Pitch and some aspects of timbre are established by minute adjustments in the length, tension, and stiffness of the vocal folds. These adjustments are not entirely under conscious control, which is why most vocalists rely on metaphoric imagery or trial-and-error to achieve a desired sound.

Fundamental and More
The fundamental frequency F0 (pronounced "F-sub-zero") produced by the vocal folds can range from approximately 80 to 700 Hz in young adult males and from 140 Hz to 11 kHz in young adult females. Normal speech is produced in the low-mid portion of these ranges and generally uses a narrow band of frequencies rather than a precise pitch.

In addition to the fundamental frequency, the vocal folds also generate harmonics. The entire complex waveform then travels up into the partially-enclosed chambers of the throat, mouth, and nose. These vocal tract enclosures resonate at certain frequencies that become amplified if present in the arriving waveform.

The harmonics that resonate within these chambers are called formants. Formants appear as strong peaks in the radiated frequency spectrum, labeled F1, F2, and so on. When vocalists move their lips, tongues, and throat muscles to articulate vowels and consonants, they change the shape of the resonating chambers, altering the frequency, intensity, and proportions of these formants.
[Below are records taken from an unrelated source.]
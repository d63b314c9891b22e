use std::sync::atomic::{AtomicBool, AtomicU64, Ordering};
use std::sync::{Arc, Mutex, MutexGuard, PoisonError, Weak};

use super::toast::{Toast, ToastId, ToastSpec};

type AddFn = Arc<dyn Fn(&Toast) + Send + Sync>;
type RemoveFn = Arc<dyn Fn(ToastId) + Send + Sync>;

#[derive(Clone)]
struct Listener {
    id: u64,
    alive: Arc<AtomicBool>,
    on_add: AddFn,
    on_remove: RemoveFn,
}

#[derive(Default)]
struct Registry {
    next_toast: AtomicU64,
    next_listener: AtomicU64,
    listeners: Mutex<Vec<Listener>>,
}

impl Registry {
    fn listeners(&self) -> MutexGuard<'_, Vec<Listener>> {
        self.listeners.lock().unwrap_or_else(PoisonError::into_inner)
    }

    fn detach(&self, id: u64) {
        self.listeners().retain(|listener| listener.id != id);
    }
}

/// Process-local fan-out of transient notifications.
///
/// Delivery is synchronous and in subscription order. Listeners run outside the
/// registry lock, so a callback may publish, dismiss or unsubscribe.
#[derive(Clone, Default)]
pub struct NotificationBus {
    registry: Arc<Registry>,
}

impl NotificationBus {
    pub fn new() -> Self {
        Self::default()
    }

    pub fn publish(&self, spec: ToastSpec) -> ToastId {
        let id = ToastId::new(self.registry.next_toast.fetch_add(1, Ordering::Relaxed) + 1);
        let toast = spec.into_toast(id);
        tracing::debug!(toast = %id, kind = %toast.kind, title = %toast.title, "publishing toast");
        for listener in self.snapshot() {
            if listener.alive.load(Ordering::Acquire) {
                (listener.on_add)(&toast);
            }
        }
        id
    }

    /// Ask every surface to drop `id`; unknown ids are ignored by surfaces.
    pub fn dismiss(&self, id: ToastId) {
        for listener in self.snapshot() {
            if listener.alive.load(Ordering::Acquire) {
                (listener.on_remove)(id);
            }
        }
    }

    pub fn subscribe<A, R>(&self, on_add: A, on_remove: R) -> Subscription
    where
        A: Fn(&Toast) + Send + Sync + 'static,
        R: Fn(ToastId) + Send + Sync + 'static,
    {
        let id = self.registry.next_listener.fetch_add(1, Ordering::Relaxed);
        let alive = Arc::new(AtomicBool::new(true));
        self.registry.listeners().push(Listener {
            id,
            alive: alive.clone(),
            on_add: Arc::new(on_add),
            on_remove: Arc::new(on_remove),
        });
        Subscription {
            id,
            alive,
            registry: Arc::downgrade(&self.registry),
        }
    }

    pub fn subscriber_count(&self) -> usize {
        self.registry.listeners().len()
    }

    fn snapshot(&self) -> Vec<Listener> {
        self.registry.listeners().clone()
    }
}

impl std::fmt::Debug for NotificationBus {
    fn fmt(&self, f: &mut std::fmt::Formatter<'_>) -> std::fmt::Result {
        f.debug_struct("NotificationBus")
            .field("subscribers", &self.subscriber_count())
            .finish()
    }
}

/// Disposer returned by [`NotificationBus::subscribe`]; dropping it unsubscribes.
#[derive(Debug)]
#[must_use = "dropping a Subscription unsubscribes immediately"]
pub struct Subscription {
    id: u64,
    alive: Arc<AtomicBool>,
    registry: Weak<Registry>,
}

impl Subscription {
    pub fn unsubscribe(self) {
        drop(self);
    }

    pub fn is_active(&self) -> bool {
        self.alive.load(Ordering::Acquire)
    }
}

impl Drop for Subscription {
    fn drop(&mut self) {
        self.alive.store(false, Ordering::Release);
        if let Some(registry) = self.registry.upgrade() {
            registry.detach(self.id);
        }
    }
}

#[cfg(test)]
mod tests {
    use super::*;
    use crate::notify::ToastKind;
    use std::sync::Mutex;

    fn recorder() -> (Arc<Mutex<Vec<String>>>, impl Fn(&Toast) + Send + Sync + 'static) {
        let log = Arc::new(Mutex::new(Vec::new()));
        let sink = log.clone();
        (log, move |toast: &Toast| {
            sink.lock().unwrap().push(toast.id.to_string())
        })
    }

    #[test]
    fn ids_are_monotonic_and_formatted() {
        let bus = NotificationBus::new();
        let first = bus.publish(ToastSpec::info("one"));
        let second = bus.publish(ToastSpec::info("two"));
        assert!(second > first);
        assert_eq!(first.to_string(), "toast-1");
        assert_eq!(second.to_string(), "toast-2");
    }

    #[test]
    fn fans_out_to_every_subscriber() {
        let bus = NotificationBus::new();
        let (left, on_left) = recorder();
        let (right, on_right) = recorder();
        let _a = bus.subscribe(on_left, |_| {});
        let _b = bus.subscribe(on_right, |_| {});

        bus.publish(ToastSpec::success("Saved").with_message("BUG-1 updated"));

        assert_eq!(*left.lock().unwrap(), vec!["toast-1"]);
        assert_eq!(*right.lock().unwrap(), vec!["toast-1"]);
    }

    #[test]
    fn dismiss_reaches_remove_listeners() {
        let bus = NotificationBus::new();
        let removed = Arc::new(Mutex::new(Vec::new()));
        let sink = removed.clone();
        let _sub = bus.subscribe(|_| {}, move |id| sink.lock().unwrap().push(id));

        let id = bus.publish(ToastSpec::error("Update failed"));
        bus.dismiss(id);

        assert_eq!(*removed.lock().unwrap(), vec![id]);
    }

    #[test]
    fn dropped_subscription_receives_nothing() {
        let bus = NotificationBus::new();
        let (log, on_add) = recorder();
        let sub = bus.subscribe(on_add, |_| {});
        sub.unsubscribe();

        bus.publish(ToastSpec::info("ignored"));

        assert!(log.lock().unwrap().is_empty());
        assert_eq!(bus.subscriber_count(), 0);
    }

    #[test]
    fn unsubscribe_during_fan_out_stops_later_delivery() {
        let bus = NotificationBus::new();
        let victim: Arc<Mutex<Option<Subscription>>> = Arc::new(Mutex::new(None));

        let slot = victim.clone();
        let _killer = bus.subscribe(
            move |_| {
                slot.lock().unwrap().take();
            },
            |_| {},
        );
        let (log, on_add) = recorder();
        *victim.lock().unwrap() = Some(bus.subscribe(on_add, |_| {}));

        bus.publish(ToastSpec::new(ToastKind::Warning, "first"));

        assert!(log.lock().unwrap().is_empty());
        assert_eq!(bus.subscriber_count(), 1);
    }

    #[test]
    fn listener_may_publish_reentrantly() {
        let bus = NotificationBus::new();
        let (log, on_add) = recorder();
        let _rec = bus.subscribe(on_add, |_| {});
        let inner = bus.clone();
        let _chain = bus.subscribe(
            move |toast| {
                if toast.title == "outer" {
                    inner.publish(ToastSpec::info("inner"));
                }
            },
            |_| {},
        );

        bus.publish(ToastSpec::info("outer"));

        assert_eq!(*log.lock().unwrap(), vec!["toast-1", "toast-2"]);
    }

    #[test]
    fn default_duration_and_sticky() {
        let bus = NotificationBus::new();
        let seen = Arc::new(Mutex::new(Vec::new()));
        let sink = seen.clone();
        let _sub = bus.subscribe(move |t| sink.lock().unwrap().push(t.clone()), |_| {});

        bus.publish(ToastSpec::info("timed"));
        bus.publish(ToastSpec::info("pinned").sticky());

        let seen = seen.lock().unwrap();
        assert_eq!(seen[0].duration, crate::notify::DEFAULT_TOAST_DURATION);
        assert!(!seen[0].is_sticky());
        assert!(seen[1].is_sticky());
    }
}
The resulting changes are recognized by listeners as words.

The existence of formants explains why a perfect EQ setting for a singer's ah may not sound as good on the vowel ee; the shifting formants produce a kind of body-cavity EQ. So it's particularly important to audition vocal miking and EQ settings on long sections of a lyric passage rather than an isolated syllables.

Pop, Whistle, Boom
Some changes in vocal sound are not related to F0 or formants. For instance, certain consonants are produced by interrupting the air stream itself. These sounds occur in the range of 2 to 6 kHz, and consist of fluctuating, pressurized air turbulence.

Although this turbulence often causes significant miking hassles in the studio, it is a necessary evil. According to speech scientists, "intelligibility rides on the consonants," so without these airflow noises, lyric content would be lost. Unfortunately, a few consonants, such as p and s, are especially troublesome when recording vocals.
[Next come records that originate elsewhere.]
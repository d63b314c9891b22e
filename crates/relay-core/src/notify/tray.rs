use std::sync::{Arc, Mutex, MutexGuard, PoisonError};
use std::time::{Duration, Instant};

use super::bus::{NotificationBus, Subscription};
use super::toast::{Toast, ToastId};

/// Time a leaving toast stays on screen while its exit plays.
pub const EXIT_GRACE: Duration = Duration::from_millis(300);

type Clock = Arc<dyn Fn() -> Instant + Send + Sync>;

#[derive(Debug, Clone, Copy, PartialEq, Eq)]
pub enum ToastPhase {
    Shown,
    Leaving,
}

#[derive(Debug, Clone)]
struct Entry {
    toast: Toast,
    shown_at: Instant,
    dismissed_at: Option<Instant>,
}

impl Entry {
    /// Moment the exit starts, if it is scheduled at all.
    fn leaves_at(&self) -> Option<Instant> {
        let timed = (!self.toast.is_sticky()).then(|| self.shown_at + self.toast.duration);
        match (timed, self.dismissed_at) {
            (Some(timed), Some(dismissed)) => Some(timed.min(dismissed)),
            (timed, dismissed) => timed.or(dismissed),
        }
    }

    fn phase_at(&self, now: Instant) -> Option<ToastPhase> {
        match self.leaves_at() {
            None => Some(ToastPhase::Shown),
            Some(leaves) if now < leaves => Some(ToastPhase::Shown),
            Some(leaves) if now < leaves + EXIT_GRACE => Some(ToastPhase::Leaving),
            Some(_) => None,
        }
    }
}

/// Surface that mirrors the bus and applies the auto-dismiss timing.
///
/// Time is passed in explicitly so rendering loops and tests share one clock.
pub struct ToastTray {
    entries: Arc<Mutex<Vec<Entry>>>,
    _subscription: Subscription,
}

impl ToastTray {
    pub fn attach(bus: &NotificationBus) -> Self {
        Self::attach_with_clock(bus, Instant::now)
    }

    pub fn attach_with_clock<C>(bus: &NotificationBus, clock: C) -> Self
    where
        C: Fn() -> Instant + Send + Sync + 'static,
    {
        let clock: Clock = Arc::new(clock);
        let entries: Arc<Mutex<Vec<Entry>>> = Arc::default();

        let added = entries.clone();
        let add_clock = clock.clone();
        let removed = entries.clone();
        let subscription = bus.subscribe(
            move |toast| {
                lock(&added).push(Entry {
                    toast: toast.clone(),
                    shown_at: add_clock(),
                    dismissed_at: None,
                });
            },
            move |id| {
                let now = clock();
                if let Some(entry) = lock(&removed).iter_mut().find(|e| e.toast.id == id) {
                    entry.dismissed_at.get_or_insert(now);
                }
            },
        );

        Self {
            entries,
            _subscription: subscription,
        }
    }

    /// Toasts still on screen at `now`, oldest first.
    pub fn visible_at(&self, now: Instant) -> Vec<(Toast, ToastPhase)> {
        lock(&self.entries)
            .iter()
            .filter_map(|entry| entry.phase_at(now).map(|phase| (entry.toast.clone(), phase)))
            .collect()
    }

    pub fn contains_at(&self, id: ToastId, now: Instant) -> bool {
        lock(&self.entries)
            .iter()
            .any(|entry| entry.toast.id == id && entry.phase_at(now).is_some())
    }

    /// Drop entries whose exit has finished; returns what was removed.
    pub fn prune(&self, now: Instant) -> Vec<ToastId> {
        let mut entries = lock(&self.entries);
        let mut gone = Vec::new();
        entries.retain(|entry| {
            let keep = entry.phase_at(now).is_some();
            if !keep {
                gone.push(entry.toast.id);
            }
            keep
        });
        gone
    }

    pub fn len(&self) -> usize {
        lock(&self.entries).len()
    }

    pub fn is_empty(&self) -> bool {
        self.len() == 0
    }
}

impl std::fmt::Debug for ToastTray {
    fn fmt(&self, f: &mut std::fmt::Formatter<'_>) -> std::fmt::Result {
        f.debug_struct("ToastTray")
            .field("entries", &self.len())
            .finish_non_exhaustive()
    }
}

fn lock(entries: &Mutex<Vec<Entry>>) -> MutexGuard<'_, Vec<Entry>> {
    entries.lock().unwrap_or_else(PoisonError::into_inner)
}

#[cfg(test)]
mod tests {
    use super::*;
    use crate::notify::ToastSpec;

    fn fixed_clock() -> (Instant, Arc<Mutex<Instant>>) {
        let base = Instant::now();
        (base, Arc::new(Mutex::new(base)))
    }

    fn tray_on(bus: &NotificationBus, now: &Arc<Mutex<Instant>>) -> ToastTray {
        let now = now.clone();
        ToastTray::attach_with_clock(bus, move || *now.lock().unwrap())
    }

    #[test]
    fn timed_toast_leaves_after_duration_plus_grace() {
        let bus = NotificationBus::new();
        let (base, clock) = fixed_clock();
        let tray = tray_on(&bus, &clock);

        let id = bus.publish(ToastSpec::success("Issue updated"));

        assert!(tray.contains_at(id, base + Duration::from_millis(4999)));
        assert_eq!(
            tray.visible_at(base + Duration::from_millis(5100))[0].1,
            ToastPhase::Leaving
        );
        assert!(!tray.contains_at(id, base + Duration::from_millis(5300)));
        assert_eq!(tray.prune(base + Duration::from_millis(5300)), vec![id]);
        assert!(tray.is_empty());
    }

    #[test]
    fn sticky_toast_stays_until_dismissed() {
        let bus = NotificationBus::new();
        let (base, clock) = fixed_clock();
        let tray = tray_on(&bus, &clock);

        let id = bus.publish(ToastSpec::error("Update failed").sticky());
        assert!(tray.contains_at(id, base + Duration::from_secs(3600)));

        *clock.lock().unwrap() = base + Duration::from_secs(10);
        bus.dismiss(id);

        let after = base + Duration::from_secs(10);
        assert_eq!(tray.visible_at(after)[0].1, ToastPhase::Leaving);
        assert!(!tray.contains_at(id, after + EXIT_GRACE));
    }

    #[test]
    fn dropping_tray_unsubscribes() {
        let bus = NotificationBus::new();
        let tray = ToastTray::attach(&bus);
        assert_eq!(bus.subscriber_count(), 1);
        drop(tray);
        assert_eq!(bus.subscriber_count(), 0);
    }
}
P belongs to a class of speech sounds called plosives, in which the outflowing air is stopped and then suddenly--and violently--released. (Put your hand in front of your mouth and say "pa-pa-pa"; you'll feel it!) While b, t, d, g, and k also are plosives, p often packs the biggest punch, distorting microphones with a virtual sonic boom of tonal frequencies.

Skilled singers diminish plosives by reducing their airflow, but windscreens can rescue less-savvy vocalists by breaking up the turbulence. Other solutions often bring compromises in tow. For example, using EQ to cut a few dB at 100 Hz can tame the boom, but the adjusted timbre may "thin out" the vocal sound. Placing the mic slightly to the side of a singer's mouth also reduces pops, but room tones can sneak in and produce an unnatural timbre. Audition all the options before deciding which method works best for the song and the singer.
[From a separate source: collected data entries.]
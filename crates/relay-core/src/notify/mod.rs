//! Transient user-facing notifications ("toasts").

mod bus;
mod toast;
mod tray;

pub use bus::{NotificationBus, Subscription};
pub use toast::{Toast, ToastAction, ToastId, ToastKind, ToastSpec, DEFAULT_TOAST_DURATION};
pub use tray::{ToastPhase, ToastTray, EXIT_GRACE};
Another class of consonants called fricatives includes s, z, sh, th, v, and f. These sounds are created by continuous pressurized turbulence in the air stream, rather than a single explosion. As the fricative highest in frequency and intensity, s often disrupts vocal recordings by producing sibilant distortion. If you don't have a de-esser in your signal-processing rack, cutting the EQ slightly around 6 kHz during troublesome phrases can help. However, the exact sibilant frequency varies greatly from person to person (it may be as high as 10 kHz for some people), so test the your vocalist's s sound to discover the best frequency to cut.

Grand New Opry
Using EQ to compensate for a singer's off days or poor timbre is still an inexact science. Up to now, most singing research has measured operatic voices, where the ideal mouth position and resonance spectrum are significantly different from typical pop, rock, folk, and country sounds.

One study located a "nasal twang" between 2 and 2.4 kHz. If a male tenor sounds too nasal, try cutting around these frequencies. Conversely, a country singer with an unconvincing sound may be helped by boosting the vocal EQ at 2 kHz and backing off the mellowness at 500 Hz.

In the world of classical music, a "singer's formant" around 3 kHz has been identified in baritones, tenors, and contraltos; it is believed to help singers project over a symphony orchestra.

A recent demonstration at the Pacific Voice Conference involving a trained singer and a spectrum analyzer showed that this formant can be added to any F0 and vowel spectrum. (Sopranos have difficulty producing it, but they apparently don't need the boost!) In a commercial parallel, consumer-audio expert Lawrence Ullman believes that the high-pitched sound favored by male pop singers has become desirable because of the response curve of most automobile sound systems.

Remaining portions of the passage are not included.